BEGIN Extracted entries

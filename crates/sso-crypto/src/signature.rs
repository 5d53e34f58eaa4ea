//! Raw digital signature operations.
//!
//! Signing takes a PKCS#8 (or, for RSA, PKCS#1) private key in DER form.
//! Verification always takes the signer's X.509 certificate so callers can
//! only verify against key material they registered themselves.

use aws_lc_rs::{
    rand::SystemRandom,
    signature::{self, EcdsaKeyPair, RsaKeyPair, UnparsedPublicKey},
};
use thiserror::Error;
use x509_parser::prelude::{FromDer, X509Certificate};

use crate::algorithm::SignatureScheme;

/// Error type for signature operations.
///
/// Key and credential problems are kept apart from a genuine signature
/// mismatch so callers can log misconfiguration separately.
#[derive(Debug, Error)]
pub enum SignatureError {
    /// Invalid key format.
    #[error("invalid key format: {0}")]
    InvalidKey(String),

    /// Signing failed.
    #[error("signing failed: {0}")]
    Signing(String),

    /// Verification failed.
    #[error("signature verification failed")]
    Verification,

    /// Algorithm not supported.
    #[error("algorithm not supported: {0}")]
    UnsupportedAlgorithm(String),

    /// The credential is missing a certificate or private key, or is unparsable.
    #[error("invalid credential: {0}")]
    InvalidCredential(String),
}

impl SignatureError {
    /// Returns true if this error indicates misconfiguration rather than a bad signature.
    #[must_use]
    pub const fn is_configuration_error(&self) -> bool {
        !matches!(self, Self::Verification)
    }
}

/// Signs data with the given scheme and DER private key.
///
/// # Errors
///
/// Returns [`SignatureError::UnsupportedAlgorithm`] for legacy schemes,
/// [`SignatureError::InvalidKey`] if the key does not match the scheme and
/// [`SignatureError::Signing`] if the underlying operation fails.
pub fn sign(
    scheme: SignatureScheme,
    private_key_der: &[u8],
    data: &[u8],
) -> Result<Vec<u8>, SignatureError> {
    let rng = SystemRandom::new();

    let ecdsa_alg = match scheme {
        SignatureScheme::RsaPkcs1Sha1 => {
            return Err(SignatureError::UnsupportedAlgorithm(
                "RSA-SHA1 is accepted for verification only".to_string(),
            ));
        }
        SignatureScheme::RsaPkcs1Sha256
        | SignatureScheme::RsaPkcs1Sha384
        | SignatureScheme::RsaPkcs1Sha512 => return rsa_sign(scheme, private_key_der, data, &rng),
        SignatureScheme::EcdsaP256Sha256 => &signature::ECDSA_P256_SHA256_FIXED_SIGNING,
        SignatureScheme::EcdsaP384Sha384 => &signature::ECDSA_P384_SHA384_FIXED_SIGNING,
        SignatureScheme::EcdsaP521Sha512 => &signature::ECDSA_P521_SHA512_FIXED_SIGNING,
    };

    let key_pair = EcdsaKeyPair::from_pkcs8(ecdsa_alg, private_key_der)
        .map_err(|e| SignatureError::InvalidKey(format!("Invalid EC key: {e}")))?;

    let sig = key_pair
        .sign(&rng, data)
        .map_err(|e| SignatureError::Signing(format!("ECDSA signing failed: {e}")))?;

    Ok(sig.as_ref().to_vec())
}

fn rsa_sign(
    scheme: SignatureScheme,
    key_der: &[u8],
    data: &[u8],
    rng: &SystemRandom,
) -> Result<Vec<u8>, SignatureError> {
    let key_pair = RsaKeyPair::from_pkcs8(key_der)
        .or_else(|_| RsaKeyPair::from_der(key_der))
        .map_err(|e| SignatureError::InvalidKey(format!("Invalid RSA key: {e}")))?;

    let padding: &'static dyn signature::RsaEncoding = match scheme {
        SignatureScheme::RsaPkcs1Sha256 => &signature::RSA_PKCS1_SHA256,
        SignatureScheme::RsaPkcs1Sha384 => &signature::RSA_PKCS1_SHA384,
        SignatureScheme::RsaPkcs1Sha512 => &signature::RSA_PKCS1_SHA512,
        other => {
            return Err(SignatureError::UnsupportedAlgorithm(other.name().to_string()));
        }
    };

    let mut sig = vec![0u8; key_pair.public_modulus_len()];
    key_pair
        .sign(padding, rng, data, &mut sig)
        .map_err(|e| SignatureError::Signing(format!("RSA signing failed: {e}")))?;

    Ok(sig)
}

/// Verifies a signature against the public key of a DER X.509 certificate.
///
/// Returns `Ok(false)` when the signature does not match, including when the
/// certificate's key type does not fit the scheme.
///
/// # Errors
///
/// Returns [`SignatureError::InvalidCredential`] if the certificate cannot be parsed.
pub fn verify(
    scheme: SignatureScheme,
    certificate_der: &[u8],
    data: &[u8],
    sig: &[u8],
) -> Result<bool, SignatureError> {
    let public_key = public_key_from_certificate(certificate_der)?;

    let verification_alg: &'static dyn signature::VerificationAlgorithm = match scheme {
        SignatureScheme::RsaPkcs1Sha1 => &signature::RSA_PKCS1_2048_8192_SHA1_FOR_LEGACY_USE_ONLY,
        SignatureScheme::RsaPkcs1Sha256 => &signature::RSA_PKCS1_2048_8192_SHA256,
        SignatureScheme::RsaPkcs1Sha384 => &signature::RSA_PKCS1_2048_8192_SHA384,
        SignatureScheme::RsaPkcs1Sha512 => &signature::RSA_PKCS1_2048_8192_SHA512,
        SignatureScheme::EcdsaP256Sha256 => &signature::ECDSA_P256_SHA256_FIXED,
        SignatureScheme::EcdsaP384Sha384 => &signature::ECDSA_P384_SHA384_FIXED,
        SignatureScheme::EcdsaP521Sha512 => &signature::ECDSA_P521_SHA512_FIXED,
    };

    let unparsed = UnparsedPublicKey::new(verification_alg, public_key.as_slice());

    match unparsed.verify(data, sig) {
        Ok(()) => Ok(true),
        Err(_) => Ok(false),
    }
}

/// Extracts the raw subject public key bytes from a DER certificate.
///
/// # Errors
///
/// Returns [`SignatureError::InvalidCredential`] if the certificate cannot be parsed.
pub fn public_key_from_certificate(certificate_der: &[u8]) -> Result<Vec<u8>, SignatureError> {
    let (_, cert) = X509Certificate::from_der(certificate_der).map_err(|e| {
        SignatureError::InvalidCredential(format!("Failed to parse certificate: {e}"))
    })?;

    Ok(cert.public_key().subject_public_key.data.to_vec())
}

END Extracted entries

Your answer should consist of every record, restated exactly.

filename crates/sso-crypto/src/signature.rs
repository 5d53e34f58eaa4ea
//! Raw digital signature operations.
//!
//! Signing takes a PKCS#8 (or, for RSA, PKCS#1) private key in DER form.
//! Verification always takes the signer's X.509 certificate so callers can
//! only verify against key material they registered themselves.

use aws_lc_rs::{
    rand::SystemRandom,
    signature::{self, EcdsaKeyPair, RsaKeyPair, UnparsedPublicKey},
};
use thiserror::Error;
use x509_parser::prelude::{FromDer, X509Certificate};

use crate::algorithm::SignatureScheme;

/// Error type for signature operations.
///
/// Key and credential problems are kept apart from a genuine signature
/// mismatch so callers can log misconfiguration separately.
#[derive(Debug, Error)]
pub enum SignatureError {
    /// Invalid key format.
    #[error("invalid key format: {0}")]
    InvalidKey(String),

    /// Signing failed.
    #[error("signing failed: {0}")]
    Signing(String),

    /// Verification failed.
    #[error("signature verification failed")]
    Verification,

    /// Algorithm not supported.
    #[error("algorithm not supported: {0}")]
    UnsupportedAlgorithm(String),

    /// The credential is missing a certificate or private key, or is unparsable.
    #[error("invalid credential: {0}")]
    InvalidCredential(String),
}

impl SignatureError {
    /// Returns true if this error indicates misconfiguration rather than a bad signature.
    #[must_use]
    pub const fn is_configuration_error(&self) -> bool {
        !matches!(self, Self::Verification)
    }
}

/// Signs data with the given scheme and DER private key.
///
/// # Errors
///
/// Returns [`SignatureError::UnsupportedAlgorithm`] for legacy schemes,
/// [`SignatureError::InvalidKey`] if the key does not match the scheme and
/// [`SignatureError::Signing`] if the underlying operation fails.
pub fn sign(
    scheme: SignatureScheme,
    private_key_der: &[u8],
    data: &[u8],
) -> Result<Vec<u8>, SignatureError> {
    let rng = SystemRandom::new();

    let ecdsa_alg = match scheme {
        SignatureScheme::RsaPkcs1Sha1 => {
            return Err(SignatureError::UnsupportedAlgorithm(
                "RSA-SHA1 is accepted for verification only".to_string(),
            ));
        }
        SignatureScheme::RsaPkcs1Sha256
        | SignatureScheme::RsaPkcs1Sha384
        | SignatureScheme::RsaPkcs1Sha512 => return rsa_sign(scheme, private_key_der, data, &rng),
        SignatureScheme::EcdsaP256Sha256 => &signature::ECDSA_P256_SHA256_FIXED_SIGNING,
        SignatureScheme::EcdsaP384Sha384 => &signature::ECDSA_P384_SHA384_FIXED_SIGNING,
        SignatureScheme::EcdsaP521Sha512 => &signature::ECDSA_P521_SHA512_FIXED_SIGNING,
    };

    let key_pair = EcdsaKeyPair::from_pkcs8(ecdsa_alg, private_key_der)
        .map_err(|e| SignatureError::InvalidKey(format!("Invalid EC key: {e}")))?;

    let sig = key_pair
        .sign(&rng, data)
        .map_err(|e| SignatureError::Signing(format!("ECDSA signing failed: {e}")))?;

    Ok(sig.as_ref().to_vec())
}

fn rsa_sign(
    scheme: SignatureScheme,
    key_der: &[u8],
    data: &[u8],
    rng: &SystemRandom,
) -> Result<Vec<u8>, SignatureError> {
    let key_pair = RsaKeyPair::from_pkcs8(key_der)
        .or_else(|_| RsaKeyPair::from_der(key_der))
        .map_err(|e| SignatureError::InvalidKey(format!("Invalid RSA key: {e}")))?;

    let padding: &'static dyn signature::RsaEncoding = match scheme {
        SignatureScheme::RsaPkcs1Sha256 => &signature::RSA_PKCS1_SHA256,
        SignatureScheme::RsaPkcs1Sha384 => &signature::RSA_PKCS1_SHA384,
        SignatureScheme::RsaPkcs1Sha512 => &signature::RSA_PKCS1_SHA512,
        other => {
            return Err(SignatureError::UnsupportedAlgorithm(other.name().to_string()));
        }
    };

    let mut sig = vec![0u8; key_pair.public_modulus_len()];
    key_pair
        .sign(padding, rng, data, &mut sig)
        .map_err(|e| SignatureError::Signing(format!("RSA signing failed: {e}")))?;

    Ok(sig)
}

/// Verifies a signature against the public key of a DER X.509 certificate.
///
/// Returns `Ok(false)` when the signature does not match, including when the
/// certificate's key type does not fit the scheme.
///
/// # Errors
///
/// Returns [`SignatureError::InvalidCredential`] if the certificate cannot be parsed.
pub fn verify(
    scheme: SignatureScheme,
    certificate_der: &[u8],
    data: &[u8],
    sig: &[u8],
) -> Result<bool, SignatureError> {
    let public_key = public_key_from_certificate(certificate_der)?;

    let verification_alg: &'static dyn signature::VerificationAlgorithm = match scheme {
        SignatureScheme::RsaPkcs1Sha1 => &signature::RSA_PKCS1_2048_8192_SHA1_FOR_LEGACY_USE_ONLY,
        SignatureScheme::RsaPkcs1Sha256 => &signature::RSA_PKCS1_2048_8192_SHA256,
        SignatureScheme::RsaPkcs1Sha384 => &signature::RSA_PKCS1_2048_8192_SHA384,
        SignatureScheme::RsaPkcs1Sha512 => &signature::RSA_PKCS1_2048_8192_SHA512,
        SignatureScheme::EcdsaP256Sha256 => &signature::ECDSA_P256_SHA256_FIXED,
        SignatureScheme::EcdsaP384Sha384 => &signature::ECDSA_P384_SHA384_FIXED,
        SignatureScheme::EcdsaP521Sha512 => &signature::ECDSA_P521_SHA512_FIXED,
    };

    let unparsed = UnparsedPublicKey::new(verification_alg, public_key.as_slice());

    match unparsed.verify(data, sig) {
        Ok(()) => Ok(true),
        Err(_) => Ok(false),
    }
}

/// Extracts the raw subject public key bytes from a DER certificate.
///
/// # Errors
///
/// Returns [`SignatureError::InvalidCredential`] if the certificate cannot be parsed.
pub fn public_key_from_certificate(certificate_der: &[u8]) -> Result<Vec<u8>, SignatureError> {
    let (_, cert) = X509Certificate::from_der(certificate_der).map_err(|e| {
        SignatureError::InvalidCredential(format!("Failed to parse certificate: {e}"))
    })?;

    Ok(cert.public_key().subject_public_key.data.to_vec())
}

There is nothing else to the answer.